====== Record excerpts
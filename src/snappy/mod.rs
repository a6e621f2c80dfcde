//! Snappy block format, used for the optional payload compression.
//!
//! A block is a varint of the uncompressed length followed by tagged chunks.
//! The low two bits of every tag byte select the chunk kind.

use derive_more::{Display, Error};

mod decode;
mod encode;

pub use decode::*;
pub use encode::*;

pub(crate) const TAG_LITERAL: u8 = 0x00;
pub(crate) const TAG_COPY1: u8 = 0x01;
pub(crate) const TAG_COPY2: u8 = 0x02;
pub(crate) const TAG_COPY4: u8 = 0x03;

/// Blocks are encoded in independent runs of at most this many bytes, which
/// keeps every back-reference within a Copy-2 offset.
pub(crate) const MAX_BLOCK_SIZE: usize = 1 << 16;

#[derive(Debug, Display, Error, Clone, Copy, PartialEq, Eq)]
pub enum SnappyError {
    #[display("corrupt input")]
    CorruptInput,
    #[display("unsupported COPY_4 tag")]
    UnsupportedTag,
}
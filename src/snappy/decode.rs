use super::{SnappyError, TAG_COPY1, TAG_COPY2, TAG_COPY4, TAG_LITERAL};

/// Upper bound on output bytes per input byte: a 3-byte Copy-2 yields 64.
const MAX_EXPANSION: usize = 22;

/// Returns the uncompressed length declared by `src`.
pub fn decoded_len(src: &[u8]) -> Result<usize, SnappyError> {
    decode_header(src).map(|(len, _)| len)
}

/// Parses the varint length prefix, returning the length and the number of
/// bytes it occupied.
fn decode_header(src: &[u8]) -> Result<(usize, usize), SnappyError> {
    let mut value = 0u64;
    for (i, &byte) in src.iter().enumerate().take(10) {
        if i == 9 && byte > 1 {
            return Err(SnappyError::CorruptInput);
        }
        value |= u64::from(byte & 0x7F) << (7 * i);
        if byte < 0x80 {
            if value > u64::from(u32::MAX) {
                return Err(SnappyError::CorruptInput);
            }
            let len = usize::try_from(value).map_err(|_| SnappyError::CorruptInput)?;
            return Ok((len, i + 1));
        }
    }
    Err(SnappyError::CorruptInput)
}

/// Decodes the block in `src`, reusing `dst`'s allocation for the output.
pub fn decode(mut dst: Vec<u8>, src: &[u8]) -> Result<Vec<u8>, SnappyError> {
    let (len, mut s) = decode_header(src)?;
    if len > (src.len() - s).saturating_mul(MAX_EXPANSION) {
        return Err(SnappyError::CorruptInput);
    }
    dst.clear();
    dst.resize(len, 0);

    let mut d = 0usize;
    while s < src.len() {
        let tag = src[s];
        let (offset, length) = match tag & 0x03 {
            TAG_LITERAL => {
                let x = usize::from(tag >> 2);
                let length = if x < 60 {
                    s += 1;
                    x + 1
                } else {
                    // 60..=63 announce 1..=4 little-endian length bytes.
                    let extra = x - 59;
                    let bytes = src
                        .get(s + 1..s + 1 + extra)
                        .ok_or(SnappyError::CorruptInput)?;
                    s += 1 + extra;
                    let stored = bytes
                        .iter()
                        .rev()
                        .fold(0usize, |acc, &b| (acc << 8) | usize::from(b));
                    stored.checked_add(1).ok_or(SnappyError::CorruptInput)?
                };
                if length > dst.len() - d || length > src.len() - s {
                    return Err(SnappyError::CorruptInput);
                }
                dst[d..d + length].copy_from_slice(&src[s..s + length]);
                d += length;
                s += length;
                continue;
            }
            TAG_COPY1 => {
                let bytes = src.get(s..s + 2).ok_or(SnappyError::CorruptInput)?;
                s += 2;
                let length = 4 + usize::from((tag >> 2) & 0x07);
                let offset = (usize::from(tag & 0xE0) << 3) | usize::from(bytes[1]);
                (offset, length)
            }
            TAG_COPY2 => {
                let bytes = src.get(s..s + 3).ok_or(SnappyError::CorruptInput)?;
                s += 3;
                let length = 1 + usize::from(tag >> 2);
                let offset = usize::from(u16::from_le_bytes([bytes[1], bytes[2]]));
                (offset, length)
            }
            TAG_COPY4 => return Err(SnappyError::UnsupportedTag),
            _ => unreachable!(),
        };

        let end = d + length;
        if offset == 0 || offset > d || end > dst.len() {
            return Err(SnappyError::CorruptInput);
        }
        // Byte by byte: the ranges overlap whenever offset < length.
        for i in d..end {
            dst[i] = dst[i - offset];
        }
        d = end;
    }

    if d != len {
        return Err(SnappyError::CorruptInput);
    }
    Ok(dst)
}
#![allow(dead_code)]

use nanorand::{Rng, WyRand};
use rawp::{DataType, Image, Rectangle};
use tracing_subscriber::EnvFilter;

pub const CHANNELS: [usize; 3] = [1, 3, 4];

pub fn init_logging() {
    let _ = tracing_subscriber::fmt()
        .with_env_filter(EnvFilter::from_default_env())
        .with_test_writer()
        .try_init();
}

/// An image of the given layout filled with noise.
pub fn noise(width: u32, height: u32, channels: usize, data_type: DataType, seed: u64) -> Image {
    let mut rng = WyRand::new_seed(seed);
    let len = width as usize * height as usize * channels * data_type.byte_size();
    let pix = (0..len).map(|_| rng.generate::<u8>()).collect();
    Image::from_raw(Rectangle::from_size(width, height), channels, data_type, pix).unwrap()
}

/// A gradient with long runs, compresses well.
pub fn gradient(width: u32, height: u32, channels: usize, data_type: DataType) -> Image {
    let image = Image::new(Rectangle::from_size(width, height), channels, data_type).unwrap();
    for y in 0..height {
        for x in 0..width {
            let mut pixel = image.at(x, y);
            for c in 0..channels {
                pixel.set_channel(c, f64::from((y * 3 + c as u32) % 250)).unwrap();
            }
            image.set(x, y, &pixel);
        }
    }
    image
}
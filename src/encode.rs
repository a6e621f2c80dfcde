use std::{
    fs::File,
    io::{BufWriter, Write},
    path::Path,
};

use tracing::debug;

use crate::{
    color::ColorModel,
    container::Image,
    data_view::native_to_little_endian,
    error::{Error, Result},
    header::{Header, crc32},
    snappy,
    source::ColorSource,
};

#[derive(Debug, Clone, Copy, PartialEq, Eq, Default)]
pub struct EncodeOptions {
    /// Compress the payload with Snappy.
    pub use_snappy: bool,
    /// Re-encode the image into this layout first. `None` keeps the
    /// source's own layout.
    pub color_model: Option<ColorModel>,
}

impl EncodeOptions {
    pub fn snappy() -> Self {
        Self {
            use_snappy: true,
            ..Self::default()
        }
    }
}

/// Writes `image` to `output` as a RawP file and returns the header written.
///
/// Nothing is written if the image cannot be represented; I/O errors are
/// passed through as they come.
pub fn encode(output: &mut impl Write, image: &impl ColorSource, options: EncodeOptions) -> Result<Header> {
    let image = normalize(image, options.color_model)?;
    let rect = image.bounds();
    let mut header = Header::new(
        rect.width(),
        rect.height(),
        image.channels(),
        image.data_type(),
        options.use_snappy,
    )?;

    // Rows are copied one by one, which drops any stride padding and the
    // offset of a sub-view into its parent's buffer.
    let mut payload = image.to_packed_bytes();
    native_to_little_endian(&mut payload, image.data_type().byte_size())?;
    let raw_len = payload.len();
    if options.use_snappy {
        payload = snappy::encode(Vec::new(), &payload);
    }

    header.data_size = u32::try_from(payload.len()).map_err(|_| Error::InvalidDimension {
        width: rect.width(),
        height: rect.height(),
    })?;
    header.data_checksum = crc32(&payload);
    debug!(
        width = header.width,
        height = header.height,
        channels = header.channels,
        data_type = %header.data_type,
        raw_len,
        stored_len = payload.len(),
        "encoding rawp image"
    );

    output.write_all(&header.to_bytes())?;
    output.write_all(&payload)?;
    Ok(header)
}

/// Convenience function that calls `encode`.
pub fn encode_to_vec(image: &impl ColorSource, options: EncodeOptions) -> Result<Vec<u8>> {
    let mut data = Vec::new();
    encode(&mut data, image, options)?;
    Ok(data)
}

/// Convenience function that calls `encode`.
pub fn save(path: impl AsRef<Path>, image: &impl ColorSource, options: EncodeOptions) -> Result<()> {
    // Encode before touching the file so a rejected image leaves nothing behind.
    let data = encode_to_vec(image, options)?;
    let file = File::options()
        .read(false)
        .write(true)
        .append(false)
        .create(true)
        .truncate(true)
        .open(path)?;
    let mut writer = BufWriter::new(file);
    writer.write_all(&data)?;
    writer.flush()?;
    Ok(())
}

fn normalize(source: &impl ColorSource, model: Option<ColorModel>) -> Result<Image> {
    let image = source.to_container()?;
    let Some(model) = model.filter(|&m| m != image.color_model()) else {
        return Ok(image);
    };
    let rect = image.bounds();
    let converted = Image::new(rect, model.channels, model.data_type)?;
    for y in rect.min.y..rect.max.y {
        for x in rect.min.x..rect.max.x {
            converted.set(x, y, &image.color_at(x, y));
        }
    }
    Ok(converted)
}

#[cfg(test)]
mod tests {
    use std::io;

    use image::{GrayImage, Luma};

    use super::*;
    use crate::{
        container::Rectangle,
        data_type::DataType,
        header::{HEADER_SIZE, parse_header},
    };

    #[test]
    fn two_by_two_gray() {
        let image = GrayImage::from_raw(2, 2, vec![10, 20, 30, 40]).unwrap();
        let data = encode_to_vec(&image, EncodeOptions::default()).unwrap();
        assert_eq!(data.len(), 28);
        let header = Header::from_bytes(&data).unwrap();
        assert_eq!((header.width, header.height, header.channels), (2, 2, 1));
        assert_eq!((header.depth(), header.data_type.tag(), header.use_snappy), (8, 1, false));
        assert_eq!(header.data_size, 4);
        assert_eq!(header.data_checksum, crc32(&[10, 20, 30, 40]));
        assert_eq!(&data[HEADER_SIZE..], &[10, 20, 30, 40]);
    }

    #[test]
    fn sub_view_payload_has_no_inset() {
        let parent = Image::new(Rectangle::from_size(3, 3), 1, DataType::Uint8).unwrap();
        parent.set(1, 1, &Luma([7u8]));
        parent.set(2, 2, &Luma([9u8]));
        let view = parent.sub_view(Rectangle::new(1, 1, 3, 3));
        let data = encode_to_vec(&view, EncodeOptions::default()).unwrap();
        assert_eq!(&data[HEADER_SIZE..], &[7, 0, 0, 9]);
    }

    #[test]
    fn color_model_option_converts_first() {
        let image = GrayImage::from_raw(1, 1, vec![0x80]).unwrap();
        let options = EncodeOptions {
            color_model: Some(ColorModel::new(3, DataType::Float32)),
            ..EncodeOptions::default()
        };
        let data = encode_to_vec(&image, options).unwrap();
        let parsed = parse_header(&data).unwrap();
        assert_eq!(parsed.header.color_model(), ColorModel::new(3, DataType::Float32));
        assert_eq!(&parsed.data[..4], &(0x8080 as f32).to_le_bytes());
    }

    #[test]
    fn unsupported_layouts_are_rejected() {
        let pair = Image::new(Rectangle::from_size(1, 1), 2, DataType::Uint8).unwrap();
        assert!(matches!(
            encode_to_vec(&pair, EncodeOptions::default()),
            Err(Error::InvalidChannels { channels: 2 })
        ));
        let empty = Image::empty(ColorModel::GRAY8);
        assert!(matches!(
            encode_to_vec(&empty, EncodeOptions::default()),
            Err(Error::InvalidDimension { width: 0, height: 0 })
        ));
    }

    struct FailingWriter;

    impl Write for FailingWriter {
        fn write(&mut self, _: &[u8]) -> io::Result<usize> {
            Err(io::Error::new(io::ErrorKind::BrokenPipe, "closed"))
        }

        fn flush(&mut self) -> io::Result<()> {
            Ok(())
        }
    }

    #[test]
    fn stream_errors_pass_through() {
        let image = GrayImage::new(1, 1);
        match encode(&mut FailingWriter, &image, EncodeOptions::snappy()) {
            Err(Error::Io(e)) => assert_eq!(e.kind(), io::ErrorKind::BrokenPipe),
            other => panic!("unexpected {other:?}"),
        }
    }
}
============
- Goal of the exercise
Wherever the string "varint" appears in the entries, copy that line.

- Worked solution
//! A block is a varint of the uncompressed length followed by tagged chunks.
/// Parses the varint length prefix, returning the length and the number of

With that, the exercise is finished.